- INFORMATION GIVEN
- - - - -
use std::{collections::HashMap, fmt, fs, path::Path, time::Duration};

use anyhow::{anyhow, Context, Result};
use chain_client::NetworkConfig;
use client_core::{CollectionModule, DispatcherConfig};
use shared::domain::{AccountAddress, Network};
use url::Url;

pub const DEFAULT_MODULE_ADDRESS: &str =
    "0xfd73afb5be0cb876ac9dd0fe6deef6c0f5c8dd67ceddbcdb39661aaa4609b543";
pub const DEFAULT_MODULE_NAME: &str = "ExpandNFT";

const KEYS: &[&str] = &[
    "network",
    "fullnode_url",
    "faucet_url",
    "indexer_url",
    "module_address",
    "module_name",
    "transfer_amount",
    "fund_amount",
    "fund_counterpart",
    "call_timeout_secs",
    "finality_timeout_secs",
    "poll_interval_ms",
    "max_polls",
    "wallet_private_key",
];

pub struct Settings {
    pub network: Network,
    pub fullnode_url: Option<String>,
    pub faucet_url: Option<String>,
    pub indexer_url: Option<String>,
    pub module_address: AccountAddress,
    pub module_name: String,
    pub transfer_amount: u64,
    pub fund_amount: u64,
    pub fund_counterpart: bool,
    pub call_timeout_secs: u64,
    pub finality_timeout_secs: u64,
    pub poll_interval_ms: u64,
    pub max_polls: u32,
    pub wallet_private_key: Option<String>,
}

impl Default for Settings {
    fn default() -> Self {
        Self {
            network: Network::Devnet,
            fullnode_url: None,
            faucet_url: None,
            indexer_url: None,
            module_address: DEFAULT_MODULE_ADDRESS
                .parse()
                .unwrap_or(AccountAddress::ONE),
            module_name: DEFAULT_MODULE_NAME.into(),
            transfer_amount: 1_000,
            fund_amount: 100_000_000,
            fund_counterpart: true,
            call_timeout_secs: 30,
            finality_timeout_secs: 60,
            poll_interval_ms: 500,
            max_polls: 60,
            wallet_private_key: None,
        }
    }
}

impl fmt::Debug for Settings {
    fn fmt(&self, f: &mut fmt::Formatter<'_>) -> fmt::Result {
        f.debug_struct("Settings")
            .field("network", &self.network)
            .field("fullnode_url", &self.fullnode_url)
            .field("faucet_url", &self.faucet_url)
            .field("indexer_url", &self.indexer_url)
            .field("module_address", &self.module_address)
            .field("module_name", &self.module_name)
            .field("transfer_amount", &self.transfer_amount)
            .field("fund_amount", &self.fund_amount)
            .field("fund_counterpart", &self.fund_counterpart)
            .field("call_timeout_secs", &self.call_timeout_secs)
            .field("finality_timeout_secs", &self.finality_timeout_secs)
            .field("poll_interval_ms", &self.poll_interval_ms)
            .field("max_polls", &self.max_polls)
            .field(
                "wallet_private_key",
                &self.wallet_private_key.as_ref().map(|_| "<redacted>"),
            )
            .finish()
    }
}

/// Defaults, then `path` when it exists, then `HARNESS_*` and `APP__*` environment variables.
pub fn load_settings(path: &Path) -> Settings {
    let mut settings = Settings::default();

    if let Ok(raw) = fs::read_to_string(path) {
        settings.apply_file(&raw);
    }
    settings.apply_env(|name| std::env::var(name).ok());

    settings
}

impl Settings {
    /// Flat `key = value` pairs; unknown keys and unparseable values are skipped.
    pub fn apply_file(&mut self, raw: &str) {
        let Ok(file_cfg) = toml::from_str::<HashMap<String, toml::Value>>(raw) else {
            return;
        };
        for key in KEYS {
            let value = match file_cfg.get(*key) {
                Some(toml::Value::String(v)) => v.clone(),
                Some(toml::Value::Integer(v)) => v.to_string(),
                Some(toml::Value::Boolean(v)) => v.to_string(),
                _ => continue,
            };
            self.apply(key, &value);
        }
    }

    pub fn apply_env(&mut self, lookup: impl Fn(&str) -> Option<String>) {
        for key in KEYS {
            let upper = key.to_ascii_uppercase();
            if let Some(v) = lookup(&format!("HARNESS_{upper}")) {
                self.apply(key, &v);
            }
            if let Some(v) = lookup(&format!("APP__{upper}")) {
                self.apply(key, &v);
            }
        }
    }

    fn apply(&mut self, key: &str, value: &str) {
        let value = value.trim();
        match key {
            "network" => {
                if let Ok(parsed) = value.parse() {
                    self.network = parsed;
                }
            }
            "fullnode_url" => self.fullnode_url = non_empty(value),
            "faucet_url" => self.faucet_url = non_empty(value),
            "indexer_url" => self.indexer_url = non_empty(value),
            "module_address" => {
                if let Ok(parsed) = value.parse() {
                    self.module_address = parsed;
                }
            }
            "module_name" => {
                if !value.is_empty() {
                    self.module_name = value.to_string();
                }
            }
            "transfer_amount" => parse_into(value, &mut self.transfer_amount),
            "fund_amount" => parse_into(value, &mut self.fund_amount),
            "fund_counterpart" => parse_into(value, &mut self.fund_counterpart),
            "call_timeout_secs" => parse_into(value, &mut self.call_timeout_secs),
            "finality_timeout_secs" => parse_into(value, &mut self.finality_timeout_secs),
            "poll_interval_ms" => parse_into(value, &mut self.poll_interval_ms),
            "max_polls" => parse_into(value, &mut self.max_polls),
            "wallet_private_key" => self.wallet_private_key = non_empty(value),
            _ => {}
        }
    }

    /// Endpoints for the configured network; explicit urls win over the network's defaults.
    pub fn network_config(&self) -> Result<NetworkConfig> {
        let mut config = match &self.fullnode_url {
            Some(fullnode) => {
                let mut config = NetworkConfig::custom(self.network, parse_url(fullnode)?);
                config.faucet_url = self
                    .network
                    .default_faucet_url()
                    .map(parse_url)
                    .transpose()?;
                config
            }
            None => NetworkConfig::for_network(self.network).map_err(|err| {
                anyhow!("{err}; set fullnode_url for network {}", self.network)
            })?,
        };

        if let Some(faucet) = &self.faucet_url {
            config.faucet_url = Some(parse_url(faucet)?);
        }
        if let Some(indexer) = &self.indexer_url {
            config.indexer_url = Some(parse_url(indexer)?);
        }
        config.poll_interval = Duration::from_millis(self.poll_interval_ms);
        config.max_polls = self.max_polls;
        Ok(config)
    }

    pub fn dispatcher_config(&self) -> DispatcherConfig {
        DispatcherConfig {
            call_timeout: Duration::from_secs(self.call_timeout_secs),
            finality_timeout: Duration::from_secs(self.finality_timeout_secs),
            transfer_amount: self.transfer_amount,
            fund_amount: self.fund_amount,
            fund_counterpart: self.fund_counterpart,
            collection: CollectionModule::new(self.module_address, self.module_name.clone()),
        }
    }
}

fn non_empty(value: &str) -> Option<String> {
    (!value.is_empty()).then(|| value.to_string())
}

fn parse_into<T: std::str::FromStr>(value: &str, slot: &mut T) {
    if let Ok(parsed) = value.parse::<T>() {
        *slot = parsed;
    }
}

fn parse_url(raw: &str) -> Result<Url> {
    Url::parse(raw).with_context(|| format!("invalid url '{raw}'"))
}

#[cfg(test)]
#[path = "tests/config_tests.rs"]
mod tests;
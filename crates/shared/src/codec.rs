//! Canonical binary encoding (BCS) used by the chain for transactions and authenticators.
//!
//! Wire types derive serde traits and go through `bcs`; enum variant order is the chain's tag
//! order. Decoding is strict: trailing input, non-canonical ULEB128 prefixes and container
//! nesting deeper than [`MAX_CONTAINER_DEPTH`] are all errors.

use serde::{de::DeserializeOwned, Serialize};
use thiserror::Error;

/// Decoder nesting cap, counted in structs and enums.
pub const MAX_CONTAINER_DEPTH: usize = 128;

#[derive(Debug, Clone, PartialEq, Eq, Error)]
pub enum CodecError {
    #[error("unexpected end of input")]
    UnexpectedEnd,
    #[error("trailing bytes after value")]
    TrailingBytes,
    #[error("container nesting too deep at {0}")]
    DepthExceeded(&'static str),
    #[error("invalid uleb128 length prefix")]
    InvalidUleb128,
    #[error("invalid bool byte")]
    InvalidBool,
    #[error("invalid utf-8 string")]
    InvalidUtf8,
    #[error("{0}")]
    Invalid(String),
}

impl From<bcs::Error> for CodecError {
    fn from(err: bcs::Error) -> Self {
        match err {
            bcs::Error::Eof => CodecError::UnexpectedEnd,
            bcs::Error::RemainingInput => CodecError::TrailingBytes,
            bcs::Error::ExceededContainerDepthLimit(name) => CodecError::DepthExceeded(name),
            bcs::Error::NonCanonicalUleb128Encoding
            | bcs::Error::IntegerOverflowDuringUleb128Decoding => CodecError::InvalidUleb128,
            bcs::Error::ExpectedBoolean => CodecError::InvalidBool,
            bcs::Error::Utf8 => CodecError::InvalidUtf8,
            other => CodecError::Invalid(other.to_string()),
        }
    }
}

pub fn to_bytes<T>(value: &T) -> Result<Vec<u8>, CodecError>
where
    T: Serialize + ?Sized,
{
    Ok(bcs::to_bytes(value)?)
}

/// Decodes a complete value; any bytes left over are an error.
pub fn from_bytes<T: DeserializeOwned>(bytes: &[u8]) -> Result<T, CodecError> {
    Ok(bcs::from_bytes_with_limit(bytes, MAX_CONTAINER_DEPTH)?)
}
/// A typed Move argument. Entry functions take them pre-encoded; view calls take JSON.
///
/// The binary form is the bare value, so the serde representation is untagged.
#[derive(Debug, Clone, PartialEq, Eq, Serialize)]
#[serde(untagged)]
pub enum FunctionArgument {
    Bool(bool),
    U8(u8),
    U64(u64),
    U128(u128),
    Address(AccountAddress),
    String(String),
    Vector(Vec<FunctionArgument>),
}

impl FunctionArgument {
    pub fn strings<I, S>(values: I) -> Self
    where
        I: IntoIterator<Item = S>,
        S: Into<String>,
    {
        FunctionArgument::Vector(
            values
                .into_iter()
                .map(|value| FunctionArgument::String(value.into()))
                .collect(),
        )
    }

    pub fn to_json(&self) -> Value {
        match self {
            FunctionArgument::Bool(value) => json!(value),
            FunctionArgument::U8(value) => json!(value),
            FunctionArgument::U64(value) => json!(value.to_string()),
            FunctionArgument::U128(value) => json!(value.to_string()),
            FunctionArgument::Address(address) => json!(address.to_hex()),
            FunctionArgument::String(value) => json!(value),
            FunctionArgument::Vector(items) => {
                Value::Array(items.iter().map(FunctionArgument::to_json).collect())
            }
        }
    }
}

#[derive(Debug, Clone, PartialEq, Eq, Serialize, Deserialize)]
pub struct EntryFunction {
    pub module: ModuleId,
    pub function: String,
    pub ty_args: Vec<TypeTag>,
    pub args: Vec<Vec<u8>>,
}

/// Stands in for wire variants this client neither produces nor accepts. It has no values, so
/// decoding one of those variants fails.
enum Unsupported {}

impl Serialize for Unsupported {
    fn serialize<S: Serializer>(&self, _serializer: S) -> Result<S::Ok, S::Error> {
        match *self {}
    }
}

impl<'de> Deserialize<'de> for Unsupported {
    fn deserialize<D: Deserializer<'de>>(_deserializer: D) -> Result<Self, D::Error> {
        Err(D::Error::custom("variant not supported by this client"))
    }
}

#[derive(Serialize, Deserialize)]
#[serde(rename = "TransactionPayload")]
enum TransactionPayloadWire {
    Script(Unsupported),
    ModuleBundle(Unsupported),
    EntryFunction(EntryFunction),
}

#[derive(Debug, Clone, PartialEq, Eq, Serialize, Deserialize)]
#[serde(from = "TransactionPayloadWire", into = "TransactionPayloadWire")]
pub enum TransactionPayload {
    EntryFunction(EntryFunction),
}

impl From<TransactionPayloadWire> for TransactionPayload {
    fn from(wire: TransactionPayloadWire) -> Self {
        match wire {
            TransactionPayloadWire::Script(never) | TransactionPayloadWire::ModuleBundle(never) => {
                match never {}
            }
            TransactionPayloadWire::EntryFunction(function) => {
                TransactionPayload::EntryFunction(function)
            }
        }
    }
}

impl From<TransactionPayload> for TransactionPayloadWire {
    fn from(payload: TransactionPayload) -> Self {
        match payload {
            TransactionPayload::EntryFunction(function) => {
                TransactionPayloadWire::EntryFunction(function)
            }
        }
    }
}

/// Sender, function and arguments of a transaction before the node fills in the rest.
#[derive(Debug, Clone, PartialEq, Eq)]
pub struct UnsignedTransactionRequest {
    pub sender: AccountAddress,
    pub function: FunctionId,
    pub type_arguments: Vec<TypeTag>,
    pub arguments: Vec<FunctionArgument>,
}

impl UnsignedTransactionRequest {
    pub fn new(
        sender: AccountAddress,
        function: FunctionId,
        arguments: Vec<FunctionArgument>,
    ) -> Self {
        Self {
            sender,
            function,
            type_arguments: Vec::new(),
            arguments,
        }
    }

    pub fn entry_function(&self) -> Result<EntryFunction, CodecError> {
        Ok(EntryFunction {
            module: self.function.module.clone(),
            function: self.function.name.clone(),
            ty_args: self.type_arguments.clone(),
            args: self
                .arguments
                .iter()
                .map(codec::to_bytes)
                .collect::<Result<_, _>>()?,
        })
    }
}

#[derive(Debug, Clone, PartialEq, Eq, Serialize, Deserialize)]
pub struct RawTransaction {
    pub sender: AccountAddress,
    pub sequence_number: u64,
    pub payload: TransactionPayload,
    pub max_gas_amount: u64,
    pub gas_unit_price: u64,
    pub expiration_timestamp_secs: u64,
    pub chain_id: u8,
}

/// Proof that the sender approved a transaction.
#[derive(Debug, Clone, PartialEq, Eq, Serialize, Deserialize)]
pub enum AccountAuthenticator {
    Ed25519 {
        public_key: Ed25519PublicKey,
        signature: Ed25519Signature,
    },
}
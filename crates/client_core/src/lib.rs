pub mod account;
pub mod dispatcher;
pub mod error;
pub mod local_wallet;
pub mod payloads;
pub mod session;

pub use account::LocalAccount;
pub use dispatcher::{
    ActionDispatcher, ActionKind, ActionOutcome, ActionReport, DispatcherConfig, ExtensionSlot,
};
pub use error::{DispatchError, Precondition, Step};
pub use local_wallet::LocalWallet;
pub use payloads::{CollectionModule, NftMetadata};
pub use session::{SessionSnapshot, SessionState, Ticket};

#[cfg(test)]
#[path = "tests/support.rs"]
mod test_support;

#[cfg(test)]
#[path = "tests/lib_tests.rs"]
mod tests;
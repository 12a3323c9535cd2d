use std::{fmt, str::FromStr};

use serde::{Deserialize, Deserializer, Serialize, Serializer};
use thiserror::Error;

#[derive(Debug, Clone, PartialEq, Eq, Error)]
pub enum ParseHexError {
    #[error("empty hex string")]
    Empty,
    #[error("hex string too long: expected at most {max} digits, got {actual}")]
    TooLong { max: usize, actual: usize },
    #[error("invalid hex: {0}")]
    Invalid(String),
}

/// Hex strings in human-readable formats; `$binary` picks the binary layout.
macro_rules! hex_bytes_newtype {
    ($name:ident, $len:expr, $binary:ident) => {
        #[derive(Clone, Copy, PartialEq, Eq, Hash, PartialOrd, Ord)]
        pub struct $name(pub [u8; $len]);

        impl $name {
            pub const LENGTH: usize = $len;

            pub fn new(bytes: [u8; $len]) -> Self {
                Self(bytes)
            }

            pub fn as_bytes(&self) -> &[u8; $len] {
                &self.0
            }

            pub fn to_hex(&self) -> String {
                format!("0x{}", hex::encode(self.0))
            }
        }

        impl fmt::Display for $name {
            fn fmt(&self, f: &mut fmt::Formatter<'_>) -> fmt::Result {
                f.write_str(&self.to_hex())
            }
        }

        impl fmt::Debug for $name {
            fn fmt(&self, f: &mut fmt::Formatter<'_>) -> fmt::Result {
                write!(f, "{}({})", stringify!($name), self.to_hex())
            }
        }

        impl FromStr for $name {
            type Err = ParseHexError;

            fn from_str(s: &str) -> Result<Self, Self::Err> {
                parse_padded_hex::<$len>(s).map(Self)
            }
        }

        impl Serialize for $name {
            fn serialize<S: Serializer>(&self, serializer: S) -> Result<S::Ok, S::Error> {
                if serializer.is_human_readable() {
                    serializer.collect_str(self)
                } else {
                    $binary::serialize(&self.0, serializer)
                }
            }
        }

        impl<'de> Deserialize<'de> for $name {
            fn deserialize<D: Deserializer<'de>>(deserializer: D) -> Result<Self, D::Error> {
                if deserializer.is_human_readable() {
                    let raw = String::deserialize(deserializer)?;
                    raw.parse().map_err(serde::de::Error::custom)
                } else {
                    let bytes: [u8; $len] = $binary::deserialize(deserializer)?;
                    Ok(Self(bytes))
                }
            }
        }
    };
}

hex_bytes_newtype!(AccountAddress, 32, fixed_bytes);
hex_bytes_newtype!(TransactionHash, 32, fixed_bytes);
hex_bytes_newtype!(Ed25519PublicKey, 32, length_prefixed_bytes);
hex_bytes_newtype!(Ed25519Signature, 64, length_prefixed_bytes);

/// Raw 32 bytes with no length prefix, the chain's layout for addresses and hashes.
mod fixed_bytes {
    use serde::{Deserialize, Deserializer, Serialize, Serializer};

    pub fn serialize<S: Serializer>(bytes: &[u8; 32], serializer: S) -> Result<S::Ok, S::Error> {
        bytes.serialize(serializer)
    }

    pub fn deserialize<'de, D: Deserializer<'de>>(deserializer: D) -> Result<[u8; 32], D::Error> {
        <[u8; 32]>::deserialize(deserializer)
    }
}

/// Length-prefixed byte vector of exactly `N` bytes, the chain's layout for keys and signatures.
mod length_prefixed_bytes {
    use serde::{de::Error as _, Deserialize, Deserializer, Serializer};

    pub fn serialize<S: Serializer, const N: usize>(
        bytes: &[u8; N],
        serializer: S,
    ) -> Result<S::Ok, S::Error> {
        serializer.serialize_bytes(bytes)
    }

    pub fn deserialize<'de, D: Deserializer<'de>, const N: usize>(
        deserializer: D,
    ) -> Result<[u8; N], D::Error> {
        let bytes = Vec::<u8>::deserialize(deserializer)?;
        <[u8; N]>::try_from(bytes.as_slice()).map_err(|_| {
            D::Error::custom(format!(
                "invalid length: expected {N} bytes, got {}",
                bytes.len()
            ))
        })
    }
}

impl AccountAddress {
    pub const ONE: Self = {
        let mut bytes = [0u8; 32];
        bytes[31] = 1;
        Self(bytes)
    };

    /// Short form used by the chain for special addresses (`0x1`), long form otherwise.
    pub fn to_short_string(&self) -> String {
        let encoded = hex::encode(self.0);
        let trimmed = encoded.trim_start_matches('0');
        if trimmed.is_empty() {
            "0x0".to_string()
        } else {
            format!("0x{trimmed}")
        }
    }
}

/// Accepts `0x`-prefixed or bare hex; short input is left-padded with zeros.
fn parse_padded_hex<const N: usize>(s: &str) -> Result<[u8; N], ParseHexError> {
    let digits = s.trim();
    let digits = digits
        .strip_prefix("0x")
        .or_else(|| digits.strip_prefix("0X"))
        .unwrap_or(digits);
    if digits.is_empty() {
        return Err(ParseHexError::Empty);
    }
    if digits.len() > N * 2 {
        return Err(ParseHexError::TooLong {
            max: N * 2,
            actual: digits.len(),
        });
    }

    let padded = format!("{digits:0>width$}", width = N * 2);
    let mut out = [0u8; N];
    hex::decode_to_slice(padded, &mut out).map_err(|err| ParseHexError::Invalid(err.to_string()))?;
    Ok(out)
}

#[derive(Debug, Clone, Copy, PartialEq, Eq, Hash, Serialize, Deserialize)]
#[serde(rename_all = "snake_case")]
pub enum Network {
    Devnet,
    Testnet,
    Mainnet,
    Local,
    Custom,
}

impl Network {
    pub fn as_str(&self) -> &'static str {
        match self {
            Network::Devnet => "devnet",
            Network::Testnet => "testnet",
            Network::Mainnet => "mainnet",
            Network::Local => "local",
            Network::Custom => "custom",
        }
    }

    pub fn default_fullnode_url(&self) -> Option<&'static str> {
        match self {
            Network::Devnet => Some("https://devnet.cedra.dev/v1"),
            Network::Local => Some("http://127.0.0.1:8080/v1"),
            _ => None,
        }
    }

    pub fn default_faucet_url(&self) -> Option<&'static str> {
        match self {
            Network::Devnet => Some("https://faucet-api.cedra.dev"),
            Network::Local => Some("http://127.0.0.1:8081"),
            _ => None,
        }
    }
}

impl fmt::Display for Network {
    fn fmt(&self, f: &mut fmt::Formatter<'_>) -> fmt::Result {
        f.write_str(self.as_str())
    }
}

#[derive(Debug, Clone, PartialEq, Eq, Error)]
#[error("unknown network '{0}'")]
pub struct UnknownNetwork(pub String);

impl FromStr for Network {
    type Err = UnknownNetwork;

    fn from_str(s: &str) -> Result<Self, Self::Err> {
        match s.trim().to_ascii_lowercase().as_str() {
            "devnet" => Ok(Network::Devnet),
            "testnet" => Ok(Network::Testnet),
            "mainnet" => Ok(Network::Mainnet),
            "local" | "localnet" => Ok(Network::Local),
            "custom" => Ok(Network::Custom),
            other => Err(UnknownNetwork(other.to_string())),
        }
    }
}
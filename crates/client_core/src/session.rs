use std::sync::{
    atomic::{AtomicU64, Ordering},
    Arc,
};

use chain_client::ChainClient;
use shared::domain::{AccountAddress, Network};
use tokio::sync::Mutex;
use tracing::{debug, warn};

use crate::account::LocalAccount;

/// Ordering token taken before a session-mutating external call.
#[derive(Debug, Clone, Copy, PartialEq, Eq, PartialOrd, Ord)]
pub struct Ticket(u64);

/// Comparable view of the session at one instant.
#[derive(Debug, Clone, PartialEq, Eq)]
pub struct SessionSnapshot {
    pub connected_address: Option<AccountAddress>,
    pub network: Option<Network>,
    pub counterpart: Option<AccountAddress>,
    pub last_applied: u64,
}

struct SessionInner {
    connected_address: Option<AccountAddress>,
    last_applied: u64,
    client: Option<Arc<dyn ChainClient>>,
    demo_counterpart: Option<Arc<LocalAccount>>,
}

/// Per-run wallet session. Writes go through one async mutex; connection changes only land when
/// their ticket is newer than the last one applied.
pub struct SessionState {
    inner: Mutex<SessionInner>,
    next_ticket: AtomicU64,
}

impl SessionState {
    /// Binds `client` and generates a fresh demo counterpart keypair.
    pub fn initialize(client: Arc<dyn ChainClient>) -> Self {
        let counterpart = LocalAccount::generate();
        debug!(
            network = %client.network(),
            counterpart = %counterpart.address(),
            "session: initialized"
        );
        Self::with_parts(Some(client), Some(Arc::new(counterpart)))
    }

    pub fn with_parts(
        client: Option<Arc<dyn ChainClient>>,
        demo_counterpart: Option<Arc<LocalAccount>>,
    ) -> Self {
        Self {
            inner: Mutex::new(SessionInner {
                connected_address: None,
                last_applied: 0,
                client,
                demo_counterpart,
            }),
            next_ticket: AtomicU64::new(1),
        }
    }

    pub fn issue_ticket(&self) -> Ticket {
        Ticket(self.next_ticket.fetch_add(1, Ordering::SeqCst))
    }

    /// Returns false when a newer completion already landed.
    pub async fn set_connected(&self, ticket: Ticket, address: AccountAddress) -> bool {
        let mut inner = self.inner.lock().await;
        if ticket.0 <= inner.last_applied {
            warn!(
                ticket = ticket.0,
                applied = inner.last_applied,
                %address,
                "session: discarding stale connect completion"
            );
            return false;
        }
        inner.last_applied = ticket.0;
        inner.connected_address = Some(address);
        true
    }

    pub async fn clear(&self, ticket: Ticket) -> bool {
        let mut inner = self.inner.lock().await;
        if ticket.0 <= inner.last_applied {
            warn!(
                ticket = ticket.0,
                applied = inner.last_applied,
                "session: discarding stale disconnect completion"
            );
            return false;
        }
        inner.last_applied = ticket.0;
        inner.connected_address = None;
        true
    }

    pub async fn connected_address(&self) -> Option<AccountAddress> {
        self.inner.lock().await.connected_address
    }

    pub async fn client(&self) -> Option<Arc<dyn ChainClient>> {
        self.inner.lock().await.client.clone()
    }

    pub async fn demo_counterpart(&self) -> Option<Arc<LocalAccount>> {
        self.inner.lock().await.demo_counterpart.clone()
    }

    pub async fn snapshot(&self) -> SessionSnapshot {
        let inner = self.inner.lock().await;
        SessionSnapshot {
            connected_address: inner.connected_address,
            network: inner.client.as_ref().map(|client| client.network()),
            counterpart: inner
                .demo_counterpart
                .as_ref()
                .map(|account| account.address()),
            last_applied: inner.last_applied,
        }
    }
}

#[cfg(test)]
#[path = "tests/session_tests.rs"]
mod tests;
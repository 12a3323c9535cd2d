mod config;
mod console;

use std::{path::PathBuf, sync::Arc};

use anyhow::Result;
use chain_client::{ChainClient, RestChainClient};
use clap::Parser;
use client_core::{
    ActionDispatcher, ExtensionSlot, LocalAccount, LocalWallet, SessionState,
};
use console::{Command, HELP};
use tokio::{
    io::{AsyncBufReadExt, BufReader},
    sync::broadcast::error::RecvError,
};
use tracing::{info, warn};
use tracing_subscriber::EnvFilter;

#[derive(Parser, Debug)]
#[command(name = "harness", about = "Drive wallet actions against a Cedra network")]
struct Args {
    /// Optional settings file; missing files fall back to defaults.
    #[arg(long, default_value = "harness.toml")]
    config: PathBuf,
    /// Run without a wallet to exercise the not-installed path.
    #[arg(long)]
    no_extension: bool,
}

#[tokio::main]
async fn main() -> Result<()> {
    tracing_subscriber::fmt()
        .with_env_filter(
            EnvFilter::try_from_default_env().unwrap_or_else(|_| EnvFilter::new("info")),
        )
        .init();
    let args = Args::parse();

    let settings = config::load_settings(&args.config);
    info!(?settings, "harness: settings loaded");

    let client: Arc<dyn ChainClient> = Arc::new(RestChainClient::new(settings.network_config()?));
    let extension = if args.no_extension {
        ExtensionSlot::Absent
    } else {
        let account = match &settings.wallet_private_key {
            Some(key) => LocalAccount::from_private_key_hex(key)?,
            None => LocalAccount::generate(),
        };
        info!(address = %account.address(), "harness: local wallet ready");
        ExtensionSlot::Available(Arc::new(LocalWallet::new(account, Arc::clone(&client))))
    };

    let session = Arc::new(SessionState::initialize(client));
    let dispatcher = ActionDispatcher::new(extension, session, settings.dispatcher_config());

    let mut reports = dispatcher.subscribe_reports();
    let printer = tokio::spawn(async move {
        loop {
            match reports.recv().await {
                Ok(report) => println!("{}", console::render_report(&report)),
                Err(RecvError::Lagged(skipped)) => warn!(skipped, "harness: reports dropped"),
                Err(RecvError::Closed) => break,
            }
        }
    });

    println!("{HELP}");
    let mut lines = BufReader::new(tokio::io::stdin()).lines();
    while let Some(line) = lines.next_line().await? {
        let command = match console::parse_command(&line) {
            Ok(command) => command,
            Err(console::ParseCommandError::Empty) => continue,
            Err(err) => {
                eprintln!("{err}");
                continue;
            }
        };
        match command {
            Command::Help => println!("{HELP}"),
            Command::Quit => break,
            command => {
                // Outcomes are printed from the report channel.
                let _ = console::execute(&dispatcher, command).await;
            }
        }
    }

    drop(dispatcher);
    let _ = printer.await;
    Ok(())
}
- - - - -
- THE TASK
Report how many lines in the records above contain the word "left", giving only the number.

- SOLUTION FOR THIS PROBLEM
2